From: "Toke Høiland-Jørgensen" <toke@toke.dk>
To: "Eggert\, Lars" <lars@netapp.com>
Cc: Midori Kato <katoon@sfc.wide.ad.jp>,
"bloat-devel@lists.bufferbloat.net"
<bloat-devel@lists.bufferbloat.net>
Subject: Re: One-way delay measurement for netperf-wrapper
Date: Fri, 29 Nov 2013 13:04:41 +0000 [thread overview]
Message-ID: <87haavjr4m.fsf@toke.dk> (raw)
In-Reply-To: <5392347C-BC88-4836-BB53-F48523210237@netapp.com> (Lars Eggert's message of "Fri, 29 Nov 2013 10:20:44 +0000")
[-- Attachment #1: Type: text/plain, Size: 3424 bytes --]
"Eggert, Lars" <lars@netapp.com> writes:
> we tried this too. The TCP timestamps are too coarse-grained for
> datacenter latency measurements, I think under at least Linux and
> FreeBSD they get rounded up to 1ms or something. (Midori, do you
> remember the exact value?)
Right. Well now that you mention it, I do seem to recall having read
that Linux uses the clock ticks (related to the kernel hz value; i.e.
between 250 and 1000 hz depending on configuration) as timestamp units.
I suppose FreeBSD is similar.
> No, but the sender and receiver can agree to embed them every X bytes
> in the stream. Yeah, sometimes that timestamp may be transmitted in
> two segments, but I guess that should be OK?
Right, so a protocol might be something like this (I'm still envisioning
this in the context of the netperf TCP_STREAM / TCP_MAERTS tests):
1. Insert a sufficiently accurate timestamp into the TCP bandwidth
measurement stream every X bytes (or maybe every X milliseconds?).
2. On the receiver side, look for these timestamps and each time one is
received, calculate the delay (also in a sufficiently accurate, i.e.

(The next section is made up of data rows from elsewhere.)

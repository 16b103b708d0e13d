//! Tool handlers for the portfolio analytics service (C6 / §4.6):
//! `evaluate_portfolio`, `calculate_rebalance_proposal`,
//! `get_allocation_summary`. All read-only, taking the portfolio state as
//! an argument rather than reaching into C5 (§9).

use crate::metrics::{
    cash_health, concentration, diversification, generate_rebalance_changes, health_rating,
    health_score, overexposed, PortfolioView,
};
use rpc_core::error::ToolError;
use rpc_core::registry::ToolRegistry;
use serde_json::{json, Value};
use shared_models::time::now_iso;
use std::collections::HashMap;

fn parse_state(args: &Value) -> Result<PortfolioView, ToolError> {
    let state = args
        .get("state")
        .ok_or_else(|| ToolError::new("state must be provided"))?;
    serde_json::from_value(state.clone()).map_err(|e| ToolError::new(format!("malformed portfolio state: {e}")))
}

pub fn evaluate_portfolio(view: &PortfolioView) -> Value {
    let weights = view.weights();
    let conc = concentration(&weights);
    let div = diversification(&weights, conc);
    let total = view.total_value();
    let cash_fraction = if total > 0.0 { view.cash / total } else { 1.0 };
    let c_health = cash_health(cash_fraction);
    let score = health_score(div, c_health, conc);

    json!({
        "total_value": total,
        "concentration": conc,
        "diversification": div,
        "cash_fraction": cash_fraction,
        "cash_health": c_health,
        "overexposed_positions": overexposed(&weights),
        "health_score": score,
        "health_rating": health_rating(score),
        "position_count": view.positions.len(),
        "timestamp": now_iso(),
    })
}

pub fn register_tools(registry: &mut ToolRegistry) {
    registry.register(
        "evaluate_portfolio",
        "Evaluate a portfolio snapshot's diversification, cash health, and overall health rating.",
        json!({
            "type": "object",
            "properties": { "state": { "type": "object" } },
            "required": ["state"],
        }),
        move |args| async move {
            let view = parse_state(&args)?;
            Ok(evaluate_portfolio(&view))
        },
    );

    registry.register(
        "calculate_rebalance_proposal",
        "Generate a rebalance proposal's changes toward a target allocation.",
        json!({
            "type": "object",
            "properties": {
                "state": { "type": "object" },
                "target_allocation": { "type": "object" },
            },
            "required": ["state", "target_allocation"],
        }),
        move |args| async move {
            let view = parse_state(&args)?;
            let target_allocation: HashMap<String, f64> = args
                .get("target_allocation")
                .and_then(Value::as_object)
                .map(|obj| obj.iter().filter_map(|(k, v)| v.as_f64().map(|f| (k.clone(), f))).collect())
                .unwrap_or_default();

            let (changes, total_turnover) = generate_rebalance_changes(&view, &target_allocation);
            let total_value = view.total_value();
            let turnover_fraction = if total_value > 0.0 { total_turnover / total_value } else { 0.0 };

            Ok(json!({
                "changes": changes,
                "total_turnover": total_turnover,
                "turnover_fraction": turnover_fraction,
                "target_allocation": target_allocation,
                "rationale": format!("{} change(s) exceed the 2% rebalance threshold", changes.len()),
                "timestamp": now_iso(),
            }))
        },
    );

    registry.register(
        "get_allocation_summary",
        "Summarize current position weights against total portfolio value.",
        json!({
            "type": "object",
            "properties": { "state": { "type": "object" } },
            "required": ["state"],
        }),
        move |args| async move {
            let view = parse_state(&args)?;
            let weights = view.weights();
            Ok(json!({
                "total_value": view.total_value(),
                "cash": view.cash,
                "weights": weights,
                "overexposed_positions": overexposed(&weights),
                "timestamp": now_iso(),
            }))
        },
    );
}
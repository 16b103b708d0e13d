//! Quote and candle data produced by the market service (C2) and consumed
//! by every analytical service.

use serde::{Deserialize, Serialize};

#[derive(Debug, Clone, Serialize, Deserialize, PartialEq)]
#[serde(rename_all = "snake_case")]
pub enum Interval {
    #[serde(rename = "1m")]
    OneMinute,
    #[serde(rename = "5m")]
    FiveMinutes,
    #[serde(rename = "15m")]
    FifteenMinutes,
    #[serde(rename = "1h")]
    OneHour,
    #[serde(rename = "1d")]
    OneDay,
}

impl Interval {
    pub fn parse(s: &str) -> Option<Self> {
        match s {
            "1m" => Some(Self::OneMinute),
            "5m" => Some(Self::FiveMinutes),
            "15m" => Some(Self::FifteenMinutes),
            "1h" => Some(Self::OneHour),
            "1d" => Some(Self::OneDay),
            _ => None,
        }
    }

    pub fn as_str(&self) -> &'static str {
        match self {
            Self::OneMinute => "1m",
            Self::FiveMinutes => "5m",
            Self::FifteenMinutes => "15m",
            Self::OneHour => "1h",
            Self::OneDay => "1d",
        }
    }
}

/// A point-in-time price observation. Immutable once returned.
#[derive(Debug, Clone, Serialize, Deserialize)]
pub struct Quote {
    pub symbol: String,
    pub price: f64,
    pub timestamp: String,
    #[serde(skip_serializing_if = "Option::is_none")]
    pub change_24h: Option<f64>,
    #[serde(skip_serializing_if = "Option::is_none")]
    pub high_24h: Option<f64>,
    #[serde(skip_serializing_if = "Option::is_none")]
    pub low_24h: Option<f64>,
    #[serde(skip_serializing_if = "Option::is_none")]
    pub volume_24h: Option<u64>,
}

/// A single OHLCV bar.
#[derive(Debug, Clone, Serialize, Deserialize)]
pub struct Candle {
    pub timestamp: String,
    pub open: f64,
    pub high: f64,
    pub low: f64,
    pub close: f64,
    pub volume: u64,
}

pub fn uppercase_symbol(raw: &str) -> String {
    raw.trim().to_uppercase()
}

sub-millisecond, unit). Echo this calculated delay back to the
sender, probably with a fresh timestamp attached.
3. The sender receives the delay measurements and either just outputs it
straight away, or holds on to them until the end of the test and
normalises them to be deltas against the minimum observed delay.
Now, some possible issues with this:
- Are we measuring the right thing? This will measure the time it takes
a message to get from the application level on one side to the
application level on another. There are a lot of things that could
impact this apart from queueing latency; the most obvious one is
packet loss and retransmissions which will give some spurious results
I suppose (?). Doing the measurement with UDP packets would alleviate
this, but then we're back to not being in-stream...

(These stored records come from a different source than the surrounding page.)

//! The streamable HTTP + SSE surface every service exposes at `POST /mcp`
//! (§4.1, §6). One router per process; the tool registry and session
//! registry are injected by the caller so every service wires up the same
//! plumbing around its own handlers.

use crate::envelope::{
    wrap_tool_result, JsonRpcRequest, JsonRpcResponse, CODE_INVALID_PARAMS, CODE_METHOD_NOT_FOUND,
    CODE_PARSE_ERROR, CODE_SESSION_REQUIRED,
};
use crate::registry::{validate_required, ToolRegistry};
use crate::session::SessionRegistry;
use axum::body::Bytes;
use axum::extract::State;
use axum::http::{HeaderMap, HeaderValue, StatusCode};
use axum::response::{IntoResponse, Response};
use axum::routing::post;
use axum::Router;
use serde_json::Value;
use shared_models::session::ClientInfo;
use std::sync::Arc;
use std::time::Duration;
use tracing::{info, warn};

pub struct ServiceState {
    pub name: String,
    pub version: String,
    pub tools: ToolRegistry,
    pub sessions: Arc<SessionRegistry>,
}

impl ServiceState {
    pub fn new(name: impl Into<String>, version: impl Into<String>, tools: ToolRegistry) -> Self {
        Self {
            name: name.into(),
            version: version.into(),
            tools,
            sessions: Arc::new(SessionRegistry::new(Duration::from_secs(600))),
        }
    }
}

pub fn build_router(state: Arc<ServiceState>) -> Router {
    let reaper = state.sessions.clone();
    tokio::spawn(async move {
        let mut ticker = tokio::time::interval(Duration::from_secs(60));
        loop {
            ticker.tick().await;
            reaper.reap_idle();
        }
    });

    Router::new()
        .route("/mcp", post(mcp_handler))
        .with_state(state)
}

fn sse_body(envelope: &JsonRpcResponse) -> String {
    let json = serde_json::to_string(envelope).unwrap_or_else(|_| "{}".to_string());
    format!("data: {json}\n")
}

fn sse_response(envelope: JsonRpcResponse, session_header: Option<&str>) -> Response {
    let body = sse_body(&envelope);
    let mut response = (
        StatusCode::OK,
        [("content-type", "text/event-stream")],
        body,
    )
        .into_response();
    if let Some(session_id) = session_header {
        if let Ok(value) = HeaderValue::from_str(session_id) {
            response.headers_mut().insert("mcp-session-id", value);
        }
    }
    response
}

async fn mcp_handler(State(state): State<Arc<ServiceState>>, headers: HeaderMap, body: Bytes) -> Response {
    let request: JsonRpcRequest = match serde_json::from_slice(&body) {
        Ok(r) => r,
        Err(e) => {
            return sse_response(
                JsonRpcResponse::err(Value::Null, CODE_PARSE_ERROR, format!("invalid JSON-RPC request: {e}")),
                None,
            )
        }
    };

    let id = request.id.clone();

    if request.method != "initialize" {
        let header_session = headers
            .get("mcp-session-id")
            .and_then(|v| v.to_str().ok());
        let valid = header_session.map(|sid| state.sessions.touch(sid)).unwrap_or(false);
        if !valid {
            warn!(method = %request.method, "rejected request: missing or unknown mcp-session-id");
            return sse_response(
                JsonRpcResponse::err(id, CODE_SESSION_REQUIRED, "missing or unknown mcp-session-id"),
                None,
            );
        }
    }

    match request.method.as_str() {
        "initialize" => handle_initialize(&state, id, request.params),
        "tools/list" => handle_tools_list(&state, id),
        "tools/call" => handle_tools_call(&state, id, request.params).await,
        other => sse_response(
            JsonRpcResponse::err(id, CODE_METHOD_NOT_FOUND, format!("unknown method: {other}")),
            None,
        ),
    }
}

fn handle_initialize(state: &Arc<ServiceState>, id: Value, params: Value) -> Response {
    let protocol_version = params
        .get("protocolVersion")
        .and_then(Value::as_str)
        .unwrap_or("2024-11-05")
        .to_string();
    let client_info: ClientInfo = params
        .get("clientInfo")
        .and_then(|v| serde_json::from_value(v.clone()).ok())
        .unwrap_or(ClientInfo {
            name: "unknown".to_string(),
            version: "0".to_string(),
        });

    let session_id = state.sessions.mint(client_info, protocol_version.clone());
    info!(service = %state.name, session_id = %session_id, "session initialized");

    let result = serde_json::json!({
        "serverInfo": { "name": state.name, "version": state.version },
        "capabilities": { "tools": {} },
        "protocolVersion": protocol_version,
    });

    sse_response(JsonRpcResponse::ok(id, result), Some(&session_id))
}

fn handle_tools_list(state: &Arc<ServiceState>, id: Value) -> Response {
    let tools = state.tools.list();
    sse_response(JsonRpcResponse::ok(id, serde_json::json!({ "tools": tools })), None)
}

async fn handle_tools_call(state: &Arc<ServiceState>, id: Value, params: Value) -> Response {
    let Some(tool_name) = params.get("name").and_then(Value::as_str) else {
        return sse_response(
            JsonRpcResponse::err(id, CODE_INVALID_PARAMS, "missing tool name"),
            None,
        );
    };

    let Some(entry) = state.tools.get(tool_name) else {
        return sse_response(
            JsonRpcResponse::err(id, CODE_METHOD_NOT_FOUND, format!("unknown tool: {tool_name}")),
            None,
        );
    };

    let arguments = params.get("arguments").cloned().unwrap_or(Value::Object(Default::default()));

    if let Err(detail) = validate_required(&entry.input_schema, &arguments) {
        return sse_response(
            JsonRpcResponse::err(id, CODE_INVALID_PARAMS, detail),
            None,
        );
    }

    let handler = entry.handler.clone();
    let outcome = handler(arguments).await;

    let value = match outcome {
        Ok(v) => v,
        // A handler-internal fault is a tool-level failure, never a
        // JSON-RPC error (§4.1, §7).
        Err(e) => serde_json::json!({ "error": e.0 }),
    };

    sse_response(JsonRpcResponse::ok(id, wrap_tool_result(value)), None)
}
//! Market service (C2): quotes, candles, and realized volatility behind
//! the shared RPC substrate (§4.2).

pub mod cache;
pub mod provider;
pub mod symbol;
pub mod tools;

use provider::SyntheticQuoteSource;
use rpc_core::registry::ToolRegistry;
use rpc_core::server::{build_router, ServiceState};
use std::net::SocketAddr;
use std::sync::Arc;
use tools::{register_tools, MarketState};
use tracing::info;

pub const SERVICE_NAME: &str = "market";
pub const SERVICE_VERSION: &str = "1.0.0";

pub async fn run(port: u16) -> anyhow::Result<()> {
    let market_state = Arc::new(MarketState::new(Arc::new(SyntheticQuoteSource::new())));

    let mut tools = ToolRegistry::new();
    register_tools(&mut tools, market_state);

    let state = Arc::new(ServiceState::new(SERVICE_NAME, SERVICE_VERSION, tools));
    let router = build_router(state);

    let addr = SocketAddr::from(([0, 0, 0, 0], port));
    info!(service = SERVICE_NAME, %addr, "starting service");
    let listener = tokio::net::TcpListener::bind(addr).await?;
    axum::serve(listener, router).await?;
    Ok(())
}
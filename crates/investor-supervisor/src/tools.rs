//! Tool registration for the investment review pipeline (C7 / §4.8).

use crate::pipeline::{process_investment_review, InvestorSupervisorState};
use rpc_core::registry::ToolRegistry;
use serde_json::{json, Value};
use std::sync::Arc;

pub fn register_tools(registry: &mut ToolRegistry, state: Arc<InvestorSupervisorState>) {
    registry.register(
        "process_investment_review",
        "Run the full investment review pipeline: portfolio health, macro stance, fundamentals, rebalance.",
        json!({
            "type": "object",
            "properties": {
                "review_type": { "type": "string" },
            },
        }),
        move |args| {
            let state = state.clone();
            async move {
                let review_type = args.get("review_type").and_then(Value::as_str).unwrap_or("periodic").to_string();
                process_investment_review(&state, &review_type).await
            }
        },
    );
}
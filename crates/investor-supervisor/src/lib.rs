//! Investment review orchestration pipeline (C7 / §4.8): composes RPC calls
//! across execution, portfolio-analytics, macro, fundamental, risk and
//! compliance. Never touches portfolio fields directly.

pub mod pipeline;
pub mod tools;

use pipeline::InvestorSupervisorState;
use rpc_core::registry::ToolRegistry;
use rpc_core::server::{build_router, ServiceState};
use std::net::SocketAddr;
use std::sync::Arc;
use tools::register_tools;
use tracing::info;

pub const SERVICE_NAME: &str = "investor-supervisor";
pub const SERVICE_VERSION: &str = "1.0.0";

pub async fn run(port: u16) -> anyhow::Result<()> {
    let state = Arc::new(InvestorSupervisorState::from_env());

    let mut tools = ToolRegistry::new();
    register_tools(&mut tools, state);

    let service_state = Arc::new(ServiceState::new(SERVICE_NAME, SERVICE_VERSION, tools));
    let router = build_router(service_state);

    let addr = SocketAddr::from(([0, 0, 0, 0], port));
    info!(service = SERVICE_NAME, %addr, "starting service");
    let listener = tokio::net::TcpListener::bind(addr).await?;
    axum::serve(listener, router).await?;
    Ok(())
}
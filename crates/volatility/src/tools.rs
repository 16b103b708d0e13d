//! `analyze_volatility` tool (§4.3 Volatility): wraps C2's realized
//! volatility with a regime classifier over a 1-year rolling distribution
//! of the 30-day window.

use crate::regime::{annualized_volatility, classify_regime, rolling_volatilities, LOOKBACK_DAYS, WINDOW_DAYS};
use rpc_core::client::RpcClient;
use rpc_core::error::ToolError;
use rpc_core::registry::ToolRegistry;
use serde_json::{json, Value};
use shared_models::time::now_iso;
use std::sync::Arc;
use std::time::Duration;

pub struct VolatilityState {
    pub market: RpcClient,
}

impl VolatilityState {
    pub fn new(market_url: String) -> Self {
        Self {
            market: RpcClient::new(market_url, "volatility", Duration::from_secs(5)),
        }
    }
}

pub async fn analyze_volatility(state: Arc<VolatilityState>, raw_symbol: &str) -> Result<Value, ToolError> {
    let candles_result = state
        .market
        .call_tool(
            "get_candles",
            json!({ "symbol": raw_symbol, "timeframe": "1d", "periods": LOOKBACK_DAYS + WINDOW_DAYS }),
        )
        .await;

    let candles_value = match candles_result {
        Ok(v) => v,
        Err(e) => return Ok(json!({ "error": format!("market unreachable: {e}"), "symbol": raw_symbol })),
    };

    if let Some(err) = candles_value.get("error") {
        return Ok(json!({ "error": err, "symbol": raw_symbol }));
    }

    let Some(candles) = candles_value.get("candles").and_then(Value::as_array) else {
        return Ok(json!({ "error": "malformed candle response", "symbol": raw_symbol }));
    };

    let closes: Vec<f64> = candles
        .iter()
        .filter_map(|c| c.get("close").and_then(Value::as_f64))
        .collect();

    if closes.len() <= WINDOW_DAYS {
        return Ok(json!({
            "error": "insufficient history to classify a volatility regime",
            "symbol": raw_symbol,
        }));
    }

    let recent_window = &closes[closes.len() - WINDOW_DAYS - 1..];
    let Some(current_volatility) = annualized_volatility(recent_window) else {
        return Ok(json!({
            "error": "insufficient data for volatility calculation",
            "symbol": raw_symbol,
        }));
    };

    let distribution = rolling_volatilities(&closes, WINDOW_DAYS);
    let regime = classify_regime(current_volatility, &distribution);
    let mean_distribution = if distribution.is_empty() {
        None
    } else {
        Some(distribution.iter().sum::<f64>() / distribution.len() as f64)
    };

    Ok(json!({
        "symbol": raw_symbol,
        "volatility": (current_volatility * 10_000.0).round() / 10_000.0,
        "regime": regime.as_str(),
        "distribution_mean": mean_distribution,
        "distribution_windows": distribution.len(),
        "timestamp": now_iso(),
    }))
}

pub fn register_tools(registry: &mut ToolRegistry, state: Arc<VolatilityState>) {
    registry.register(
        "analyze_volatility",
        "Classify a symbol's current realized volatility against its 1-year rolling distribution.",
        json!({
            "type": "object",
            "properties": { "symbol": { "type": "string" } },
            "required": ["symbol"],
        }),
        move |args| {
            let state = state.clone();
            async move {
                let symbol = args
                    .get("symbol")
                    .and_then(Value::as_str)
                    .ok_or_else(|| ToolError::new("symbol must be a string"))?;
                analyze_volatility(state, symbol).await
            }
        },
    );
}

- As for point 3, not normalising the result and just outputting the
computed delay as-is means that the numbers will be meaningless
without very accurately synchronised clocks. On the other hand, not
processing the numbers before outputting them will allow people who
*do* have synchronised clocks to do something useful with them.
Perhaps a --assume-sync-clocks parameter?

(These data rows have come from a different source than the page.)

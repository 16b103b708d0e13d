//! Notification records kept by the gateway's in-memory ring (C9).

use crate::severity::Severity;
use serde::{Deserialize, Serialize};

#[derive(Debug, Clone, Serialize, Deserialize)]
pub struct NotificationRecord {
    pub utc_timestamp: String,
    pub title: String,
    pub body: String,
    pub severity: Severity,
    pub channel: String,
    pub delivered: bool,
}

- Echoing back the delay measurements causes traffic which may or may
not be significant; I'm thinking mostly in terms of running
bidirectional measurements. Is that significant? A solution could be
for the receiver to hold on to all the measurements until the end of
the test and then send them back on the control connection.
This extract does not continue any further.